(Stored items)
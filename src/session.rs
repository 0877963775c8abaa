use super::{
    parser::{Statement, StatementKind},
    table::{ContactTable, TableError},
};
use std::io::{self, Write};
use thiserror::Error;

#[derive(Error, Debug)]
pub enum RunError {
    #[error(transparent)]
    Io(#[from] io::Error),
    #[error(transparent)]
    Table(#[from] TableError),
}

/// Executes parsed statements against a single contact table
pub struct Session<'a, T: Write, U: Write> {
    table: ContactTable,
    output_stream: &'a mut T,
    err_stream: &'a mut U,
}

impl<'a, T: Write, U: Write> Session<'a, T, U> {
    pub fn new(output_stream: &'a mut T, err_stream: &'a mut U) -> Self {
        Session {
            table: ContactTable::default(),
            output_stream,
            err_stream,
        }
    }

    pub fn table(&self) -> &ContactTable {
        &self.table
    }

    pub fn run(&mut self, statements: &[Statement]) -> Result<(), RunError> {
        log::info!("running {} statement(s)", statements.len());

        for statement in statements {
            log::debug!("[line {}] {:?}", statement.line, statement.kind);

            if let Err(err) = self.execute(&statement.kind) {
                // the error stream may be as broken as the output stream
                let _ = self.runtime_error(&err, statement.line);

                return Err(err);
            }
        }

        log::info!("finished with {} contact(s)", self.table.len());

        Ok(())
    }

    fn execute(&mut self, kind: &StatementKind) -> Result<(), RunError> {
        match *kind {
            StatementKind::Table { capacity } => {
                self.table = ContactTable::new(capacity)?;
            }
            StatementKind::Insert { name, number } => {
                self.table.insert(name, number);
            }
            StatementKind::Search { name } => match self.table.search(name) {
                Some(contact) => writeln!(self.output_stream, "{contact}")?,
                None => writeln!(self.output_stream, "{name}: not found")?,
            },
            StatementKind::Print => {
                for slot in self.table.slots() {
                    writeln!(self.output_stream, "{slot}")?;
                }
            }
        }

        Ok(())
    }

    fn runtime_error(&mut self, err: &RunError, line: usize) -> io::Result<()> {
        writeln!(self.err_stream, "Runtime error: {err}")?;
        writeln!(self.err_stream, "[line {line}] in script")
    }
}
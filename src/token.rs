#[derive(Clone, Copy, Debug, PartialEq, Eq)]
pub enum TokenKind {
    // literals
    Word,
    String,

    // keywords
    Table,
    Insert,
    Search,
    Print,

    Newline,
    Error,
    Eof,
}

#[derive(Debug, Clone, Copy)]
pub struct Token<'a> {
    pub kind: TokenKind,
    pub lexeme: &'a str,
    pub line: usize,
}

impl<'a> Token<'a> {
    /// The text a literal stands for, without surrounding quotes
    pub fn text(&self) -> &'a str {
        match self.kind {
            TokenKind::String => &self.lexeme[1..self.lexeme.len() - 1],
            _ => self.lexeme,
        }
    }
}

==

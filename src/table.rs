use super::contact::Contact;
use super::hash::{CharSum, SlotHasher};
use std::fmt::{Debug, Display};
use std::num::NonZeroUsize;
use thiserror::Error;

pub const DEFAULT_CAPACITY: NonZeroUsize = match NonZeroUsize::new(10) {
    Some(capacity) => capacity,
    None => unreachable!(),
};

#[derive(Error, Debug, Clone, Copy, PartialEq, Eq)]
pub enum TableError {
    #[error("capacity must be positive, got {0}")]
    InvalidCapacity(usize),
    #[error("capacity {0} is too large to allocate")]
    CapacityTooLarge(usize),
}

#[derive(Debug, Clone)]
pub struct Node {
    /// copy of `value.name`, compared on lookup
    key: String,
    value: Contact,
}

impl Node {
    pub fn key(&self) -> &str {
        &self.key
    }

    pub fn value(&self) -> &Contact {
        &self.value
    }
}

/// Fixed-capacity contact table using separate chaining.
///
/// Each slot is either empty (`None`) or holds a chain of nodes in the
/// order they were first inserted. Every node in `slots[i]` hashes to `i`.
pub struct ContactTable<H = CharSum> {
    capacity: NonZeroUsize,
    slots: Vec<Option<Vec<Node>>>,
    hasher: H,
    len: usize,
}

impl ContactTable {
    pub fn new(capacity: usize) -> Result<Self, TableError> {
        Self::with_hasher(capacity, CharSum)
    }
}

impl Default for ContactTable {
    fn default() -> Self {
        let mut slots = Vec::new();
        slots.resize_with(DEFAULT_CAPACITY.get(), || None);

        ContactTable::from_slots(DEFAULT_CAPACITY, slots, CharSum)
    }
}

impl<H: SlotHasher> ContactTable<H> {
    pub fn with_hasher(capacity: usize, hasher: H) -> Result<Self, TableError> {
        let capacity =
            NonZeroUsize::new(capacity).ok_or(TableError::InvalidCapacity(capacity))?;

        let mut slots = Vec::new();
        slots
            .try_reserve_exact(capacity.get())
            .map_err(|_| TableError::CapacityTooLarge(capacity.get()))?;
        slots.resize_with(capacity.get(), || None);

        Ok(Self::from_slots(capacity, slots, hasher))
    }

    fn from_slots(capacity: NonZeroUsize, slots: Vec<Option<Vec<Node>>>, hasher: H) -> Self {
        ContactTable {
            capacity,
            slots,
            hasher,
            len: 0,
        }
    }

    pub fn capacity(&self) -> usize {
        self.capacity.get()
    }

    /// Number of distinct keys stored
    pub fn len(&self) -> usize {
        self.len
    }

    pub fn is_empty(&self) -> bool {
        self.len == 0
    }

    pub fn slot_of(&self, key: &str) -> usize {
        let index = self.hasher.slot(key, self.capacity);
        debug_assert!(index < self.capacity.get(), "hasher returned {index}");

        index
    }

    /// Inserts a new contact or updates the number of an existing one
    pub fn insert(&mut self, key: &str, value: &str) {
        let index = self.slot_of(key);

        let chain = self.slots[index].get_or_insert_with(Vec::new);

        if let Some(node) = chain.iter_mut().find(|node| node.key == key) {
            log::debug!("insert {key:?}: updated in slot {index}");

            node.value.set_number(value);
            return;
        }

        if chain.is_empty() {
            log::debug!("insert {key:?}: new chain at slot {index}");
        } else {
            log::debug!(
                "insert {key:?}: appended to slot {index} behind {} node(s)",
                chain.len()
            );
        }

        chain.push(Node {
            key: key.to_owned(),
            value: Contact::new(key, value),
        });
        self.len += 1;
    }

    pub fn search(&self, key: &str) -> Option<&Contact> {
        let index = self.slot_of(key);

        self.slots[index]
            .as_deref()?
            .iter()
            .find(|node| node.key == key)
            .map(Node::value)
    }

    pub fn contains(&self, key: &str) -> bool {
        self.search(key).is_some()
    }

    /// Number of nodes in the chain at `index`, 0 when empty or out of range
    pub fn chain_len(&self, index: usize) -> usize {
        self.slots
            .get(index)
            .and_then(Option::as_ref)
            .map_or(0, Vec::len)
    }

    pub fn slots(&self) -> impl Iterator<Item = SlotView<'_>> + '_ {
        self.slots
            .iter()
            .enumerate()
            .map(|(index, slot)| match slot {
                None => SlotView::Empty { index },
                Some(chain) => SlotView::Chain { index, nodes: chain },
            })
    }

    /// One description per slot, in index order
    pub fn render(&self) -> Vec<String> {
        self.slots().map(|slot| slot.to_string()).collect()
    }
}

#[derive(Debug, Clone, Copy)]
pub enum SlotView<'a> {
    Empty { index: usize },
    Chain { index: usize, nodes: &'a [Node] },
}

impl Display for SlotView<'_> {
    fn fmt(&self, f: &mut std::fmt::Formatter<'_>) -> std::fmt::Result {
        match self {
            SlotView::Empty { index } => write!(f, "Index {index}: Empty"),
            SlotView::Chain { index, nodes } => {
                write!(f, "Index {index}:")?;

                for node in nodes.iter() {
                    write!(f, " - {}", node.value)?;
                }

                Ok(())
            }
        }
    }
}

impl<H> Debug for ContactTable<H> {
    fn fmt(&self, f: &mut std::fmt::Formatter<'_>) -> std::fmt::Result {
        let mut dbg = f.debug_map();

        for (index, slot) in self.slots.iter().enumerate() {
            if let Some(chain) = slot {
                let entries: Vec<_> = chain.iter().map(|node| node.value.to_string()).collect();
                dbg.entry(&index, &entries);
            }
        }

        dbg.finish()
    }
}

* * *

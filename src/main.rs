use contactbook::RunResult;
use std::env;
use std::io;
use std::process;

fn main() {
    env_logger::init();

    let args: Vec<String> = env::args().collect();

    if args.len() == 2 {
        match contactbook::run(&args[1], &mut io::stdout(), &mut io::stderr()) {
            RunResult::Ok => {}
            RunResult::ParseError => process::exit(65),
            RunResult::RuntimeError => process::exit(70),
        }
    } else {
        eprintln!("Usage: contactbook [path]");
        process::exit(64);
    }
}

» What you need to do
Which lines above include the string "nodes"? Show them.

» Output for this exercise
/// Each slot is either empty (`None`) or holds a chain of nodes in the
    /// Number of nodes in the chain at `index`, 0 when empty or out of range
                Some(chain) => SlotView::Chain { index, nodes: chain },
    Chain { index: usize, nodes: &'a [Node] },
            SlotView::Chain { index, nodes } => {
                for node in nodes.iter() {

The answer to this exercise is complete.